**What the task requires:** In the lines below, look for "ExpenseRecord". Copy each line where it appears.

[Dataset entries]
▬▬▬▬▬▬▬▬▬▬
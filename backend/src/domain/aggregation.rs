//! Statistics engine: filtering, summation and per-category grouping.
//!
//! Pure functions over an in-memory expense set. Nothing here touches
//! storage; the facade fetches through the store traits and hands the
//! records in, so every persistence backend shares this one implementation.

use std::collections::HashMap;

use shared::CategoryBreakdownRow;

use crate::domain::models::{CategoryRecord, ExpenseRecord};
use crate::domain::period::DateRange;

/// Raw signed sum of the amounts dated within `range`.
///
/// Returns `0.0` for an empty set. Under the outflow invariant the result is
/// non-positive; the sign is deliberately NOT flipped here - callers that
/// need a user-facing figure take the absolute value themselves.
pub fn sum_in_range(range: &DateRange, expenses: &[ExpenseRecord]) -> f64 {
    expenses
        .iter()
        .filter(|expense| range.contains(expense.date))
        .map(|expense| expense.amount)
        .sum()
}

/// Group the expenses dated within `range` by category and compute each
/// category's share of the total.
///
/// Inner-join semantics: expenses with no category, or whose category id
/// matches none of `categories`, are dropped from the breakdown even though
/// [`sum_in_range`] counts them. Categories with no matching expense are
/// omitted entirely.
///
/// Rows are ordered by descending total; equal totals fall back to category
/// name, ascending.
pub fn breakdown_by_category(
    range: &DateRange,
    expenses: &[ExpenseRecord],
    categories: &[CategoryRecord],
) -> Vec<CategoryBreakdownRow> {
    let by_id: HashMap<i64, &CategoryRecord> =
        categories.iter().map(|category| (category.id, category)).collect();

    let mut sums: HashMap<i64, f64> = HashMap::new();
    for expense in expenses.iter().filter(|e| range.contains(e.date)) {
        if let Some(category_id) = expense.category_id {
            if by_id.contains_key(&category_id) {
                *sums.entry(category_id).or_insert(0.0) += expense.amount;
            }
        }
    }

    let grand_total: f64 = sums.values().map(|sum| sum.abs()).sum();

    let mut rows: Vec<CategoryBreakdownRow> = sums
        .into_iter()
        .map(|(category_id, sum)| {
            let category = by_id[&category_id];
            let total = sum.abs();
            // Guard against division by zero: a breakdown of all-zero
            // amounts reports 0% everywhere instead of NaN
            let percentage = if grand_total > 0.0 {
                round2(total / grand_total * 100.0)
            } else {
                0.0
            };

            CategoryBreakdownRow {
                id: category.id,
                name: category.name.clone(),
                color: category.color.clone(),
                total,
                percentage,
            }
        })
        .collect();

    rows.sort_by(|a, b| {
        b.total
            .partial_cmp(&a.total)
            .unwrap_or(std::cmp::Ordering::Equal)
            .then_with(|| a.name.cmp(&b.name))
    });

    rows
}

fn round2(value: f64) -> f64 {
    (value * 100.0).round() / 100.0
}
//! # Domain Module
//!
//! Contains all business logic for the expense tracker backend.
//!
//! ## Module Organization
//!
//! - **period**: Named reporting periods and their resolution to date ranges
//! - **aggregation**: The statistics engine; pure functions over an expense set
//! - **statistics_service**: Facade orchestrating period resolution and aggregation
//! - **expense_service**: Expense CRUD operations and input validation
//! - **category_service**: Read access to the category reference data
//! - **models**: Domain records shared between storage and the engine
//!
//! ## Business Rules
//!
//! - Expense amounts are stored as negative magnitudes; positive input is
//!   normalized at write time
//! - Statistics are recomputed on every call; nothing is cached
//! - An unrecognized period token means "no filter", never an error

pub mod aggregation;
pub mod category_service;
pub mod expense_service;
pub mod models;
pub mod period;
pub mod statistics_service;

pub use category_service::CategoryService;
pub use expense_service::ExpenseService;
pub use statistics_service::{StatisticsService, StatsError};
▬▬▬▬▬▬▬▬▬▬
**Answer for the task:**
use crate::domain::models::{CategoryRecord, ExpenseRecord};
pub fn sum_in_range(range: &DateRange, expenses: &[ExpenseRecord]) -> f64 {
    expenses: &[ExpenseRecord],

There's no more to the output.